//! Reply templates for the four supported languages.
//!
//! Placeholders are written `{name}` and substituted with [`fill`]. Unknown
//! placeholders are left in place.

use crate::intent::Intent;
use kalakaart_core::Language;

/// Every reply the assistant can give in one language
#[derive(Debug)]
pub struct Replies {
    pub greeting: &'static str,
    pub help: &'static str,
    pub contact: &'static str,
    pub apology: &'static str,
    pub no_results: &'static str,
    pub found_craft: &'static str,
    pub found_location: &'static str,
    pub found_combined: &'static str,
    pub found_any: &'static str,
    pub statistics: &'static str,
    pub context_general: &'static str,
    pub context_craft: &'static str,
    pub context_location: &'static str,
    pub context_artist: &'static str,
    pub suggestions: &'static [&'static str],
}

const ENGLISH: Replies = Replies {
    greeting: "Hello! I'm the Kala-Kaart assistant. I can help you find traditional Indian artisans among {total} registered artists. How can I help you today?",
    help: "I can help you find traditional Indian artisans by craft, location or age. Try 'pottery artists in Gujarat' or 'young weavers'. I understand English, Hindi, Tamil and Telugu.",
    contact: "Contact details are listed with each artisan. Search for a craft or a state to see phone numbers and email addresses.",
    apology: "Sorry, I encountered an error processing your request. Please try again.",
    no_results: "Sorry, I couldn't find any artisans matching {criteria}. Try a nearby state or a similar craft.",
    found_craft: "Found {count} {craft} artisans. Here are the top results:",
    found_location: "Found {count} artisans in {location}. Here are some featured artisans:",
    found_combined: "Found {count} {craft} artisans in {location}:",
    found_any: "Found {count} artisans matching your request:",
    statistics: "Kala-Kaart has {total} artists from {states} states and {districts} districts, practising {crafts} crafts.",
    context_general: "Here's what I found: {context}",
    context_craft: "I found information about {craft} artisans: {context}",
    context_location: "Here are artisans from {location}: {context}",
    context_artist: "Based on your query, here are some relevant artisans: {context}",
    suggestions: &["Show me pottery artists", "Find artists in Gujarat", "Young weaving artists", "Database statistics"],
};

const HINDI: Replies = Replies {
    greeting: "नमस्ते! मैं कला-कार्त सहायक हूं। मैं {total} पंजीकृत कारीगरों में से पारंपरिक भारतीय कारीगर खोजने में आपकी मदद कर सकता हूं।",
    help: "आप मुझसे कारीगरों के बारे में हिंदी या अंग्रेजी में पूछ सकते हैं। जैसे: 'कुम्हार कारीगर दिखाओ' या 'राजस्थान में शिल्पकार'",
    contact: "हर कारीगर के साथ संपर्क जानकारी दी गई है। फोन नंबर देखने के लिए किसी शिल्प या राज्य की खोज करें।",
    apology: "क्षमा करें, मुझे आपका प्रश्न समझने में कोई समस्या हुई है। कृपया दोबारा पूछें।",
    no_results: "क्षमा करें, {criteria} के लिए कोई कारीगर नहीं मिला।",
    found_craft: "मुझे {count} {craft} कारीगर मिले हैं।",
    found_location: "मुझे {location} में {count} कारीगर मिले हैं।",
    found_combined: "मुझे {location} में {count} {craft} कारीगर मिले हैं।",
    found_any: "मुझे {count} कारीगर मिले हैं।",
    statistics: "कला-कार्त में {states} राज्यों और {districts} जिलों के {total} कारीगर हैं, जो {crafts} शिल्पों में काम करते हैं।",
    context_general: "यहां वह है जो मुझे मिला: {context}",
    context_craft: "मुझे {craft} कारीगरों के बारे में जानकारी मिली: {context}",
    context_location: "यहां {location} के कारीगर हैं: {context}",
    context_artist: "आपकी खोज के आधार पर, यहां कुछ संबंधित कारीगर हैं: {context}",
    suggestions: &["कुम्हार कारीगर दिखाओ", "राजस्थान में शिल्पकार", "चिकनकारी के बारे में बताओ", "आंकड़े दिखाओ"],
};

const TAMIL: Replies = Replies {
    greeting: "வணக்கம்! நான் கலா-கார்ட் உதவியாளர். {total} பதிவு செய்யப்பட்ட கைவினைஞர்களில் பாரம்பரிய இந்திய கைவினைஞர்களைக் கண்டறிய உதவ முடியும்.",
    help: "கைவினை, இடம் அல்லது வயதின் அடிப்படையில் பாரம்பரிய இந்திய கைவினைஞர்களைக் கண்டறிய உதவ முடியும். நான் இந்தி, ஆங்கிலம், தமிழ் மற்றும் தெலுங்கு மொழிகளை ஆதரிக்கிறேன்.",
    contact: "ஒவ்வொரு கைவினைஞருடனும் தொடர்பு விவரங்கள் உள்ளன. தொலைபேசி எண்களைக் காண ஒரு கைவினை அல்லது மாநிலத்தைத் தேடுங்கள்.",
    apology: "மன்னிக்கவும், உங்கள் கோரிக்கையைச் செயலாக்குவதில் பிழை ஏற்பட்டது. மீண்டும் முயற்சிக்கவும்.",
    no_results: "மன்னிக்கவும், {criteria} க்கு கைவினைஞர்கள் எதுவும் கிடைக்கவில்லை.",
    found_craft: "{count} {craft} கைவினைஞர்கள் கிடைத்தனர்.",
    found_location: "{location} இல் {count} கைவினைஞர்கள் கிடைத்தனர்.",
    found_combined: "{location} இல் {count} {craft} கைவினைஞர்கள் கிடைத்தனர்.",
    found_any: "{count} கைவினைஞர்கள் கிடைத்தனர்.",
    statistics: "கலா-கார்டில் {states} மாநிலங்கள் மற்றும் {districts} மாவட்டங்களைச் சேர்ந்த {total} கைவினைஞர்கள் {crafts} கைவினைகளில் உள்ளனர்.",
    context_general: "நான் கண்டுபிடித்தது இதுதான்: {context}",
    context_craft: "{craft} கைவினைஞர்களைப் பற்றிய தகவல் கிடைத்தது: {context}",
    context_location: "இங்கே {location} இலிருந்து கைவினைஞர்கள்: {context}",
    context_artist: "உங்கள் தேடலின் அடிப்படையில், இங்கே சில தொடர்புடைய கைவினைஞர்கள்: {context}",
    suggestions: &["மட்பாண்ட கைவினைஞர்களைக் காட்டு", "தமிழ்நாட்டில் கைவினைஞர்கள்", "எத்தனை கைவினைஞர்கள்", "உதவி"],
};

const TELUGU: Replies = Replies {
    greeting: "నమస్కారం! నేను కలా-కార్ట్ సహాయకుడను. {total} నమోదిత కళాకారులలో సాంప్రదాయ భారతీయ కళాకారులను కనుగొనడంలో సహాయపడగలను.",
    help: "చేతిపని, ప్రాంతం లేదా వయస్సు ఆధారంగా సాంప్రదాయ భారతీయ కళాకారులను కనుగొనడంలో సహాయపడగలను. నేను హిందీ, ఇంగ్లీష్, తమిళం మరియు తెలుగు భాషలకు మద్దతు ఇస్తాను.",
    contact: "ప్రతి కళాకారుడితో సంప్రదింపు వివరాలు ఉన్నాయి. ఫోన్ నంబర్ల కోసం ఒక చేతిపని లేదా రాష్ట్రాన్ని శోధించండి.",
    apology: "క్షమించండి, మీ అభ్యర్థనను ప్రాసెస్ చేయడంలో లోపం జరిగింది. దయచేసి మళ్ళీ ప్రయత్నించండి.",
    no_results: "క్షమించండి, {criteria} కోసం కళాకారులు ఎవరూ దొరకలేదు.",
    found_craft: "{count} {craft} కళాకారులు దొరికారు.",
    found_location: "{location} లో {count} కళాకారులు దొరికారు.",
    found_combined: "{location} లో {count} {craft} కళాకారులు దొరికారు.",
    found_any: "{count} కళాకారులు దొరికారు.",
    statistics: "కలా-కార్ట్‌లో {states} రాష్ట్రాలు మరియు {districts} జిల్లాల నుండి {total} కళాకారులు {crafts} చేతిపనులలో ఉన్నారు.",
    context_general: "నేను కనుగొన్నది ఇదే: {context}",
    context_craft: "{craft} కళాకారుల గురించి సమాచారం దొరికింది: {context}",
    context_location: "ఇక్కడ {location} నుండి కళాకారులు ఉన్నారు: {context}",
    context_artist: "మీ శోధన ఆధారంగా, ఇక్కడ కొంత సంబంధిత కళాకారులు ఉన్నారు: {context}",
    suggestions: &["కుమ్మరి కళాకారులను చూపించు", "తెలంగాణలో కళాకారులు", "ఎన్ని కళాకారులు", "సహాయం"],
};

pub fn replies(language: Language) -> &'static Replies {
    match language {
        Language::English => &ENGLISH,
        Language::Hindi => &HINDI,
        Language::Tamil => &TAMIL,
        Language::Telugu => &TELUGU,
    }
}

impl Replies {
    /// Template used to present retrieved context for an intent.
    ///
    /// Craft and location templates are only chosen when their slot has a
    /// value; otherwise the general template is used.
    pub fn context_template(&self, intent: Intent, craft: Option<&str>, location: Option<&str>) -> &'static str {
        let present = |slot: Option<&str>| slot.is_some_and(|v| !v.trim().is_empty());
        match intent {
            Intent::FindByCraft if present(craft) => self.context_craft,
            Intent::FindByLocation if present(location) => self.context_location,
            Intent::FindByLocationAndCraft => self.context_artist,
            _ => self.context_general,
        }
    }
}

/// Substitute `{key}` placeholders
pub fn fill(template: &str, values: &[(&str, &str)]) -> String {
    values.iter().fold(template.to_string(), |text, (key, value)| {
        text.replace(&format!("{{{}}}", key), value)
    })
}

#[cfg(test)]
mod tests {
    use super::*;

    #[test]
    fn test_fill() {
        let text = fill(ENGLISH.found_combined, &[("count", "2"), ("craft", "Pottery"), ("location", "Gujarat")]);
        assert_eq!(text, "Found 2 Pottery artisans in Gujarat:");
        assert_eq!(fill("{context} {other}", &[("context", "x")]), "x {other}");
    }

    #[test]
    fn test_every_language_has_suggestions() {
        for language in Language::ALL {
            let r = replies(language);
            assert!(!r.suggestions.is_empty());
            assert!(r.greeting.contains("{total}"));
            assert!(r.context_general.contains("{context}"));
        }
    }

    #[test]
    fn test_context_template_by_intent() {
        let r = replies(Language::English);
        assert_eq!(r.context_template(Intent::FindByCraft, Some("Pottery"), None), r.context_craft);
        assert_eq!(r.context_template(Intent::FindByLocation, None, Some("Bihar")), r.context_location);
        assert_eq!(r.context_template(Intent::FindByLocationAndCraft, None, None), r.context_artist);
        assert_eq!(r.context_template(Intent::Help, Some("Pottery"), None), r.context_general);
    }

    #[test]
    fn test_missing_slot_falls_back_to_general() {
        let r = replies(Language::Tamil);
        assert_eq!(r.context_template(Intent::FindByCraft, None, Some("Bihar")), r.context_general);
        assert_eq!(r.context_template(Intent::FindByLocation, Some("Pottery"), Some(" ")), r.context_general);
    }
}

──────

[TASK TO CARRY OUT] Find the lines above that include the string "traditional" and copy them.

[EXERCISE RESULT]
    greeting: "Hello! I'm the Kala-Kaart assistant. I can help you find traditional Indian artisans among {total} registered artists. How can I help you today?",
    help: "I can help you find traditional Indian artisans by craft, location or age. Try 'pottery artists in Gujarat' or 'young weavers'. I understand English, Hindi, Tamil and Telugu.",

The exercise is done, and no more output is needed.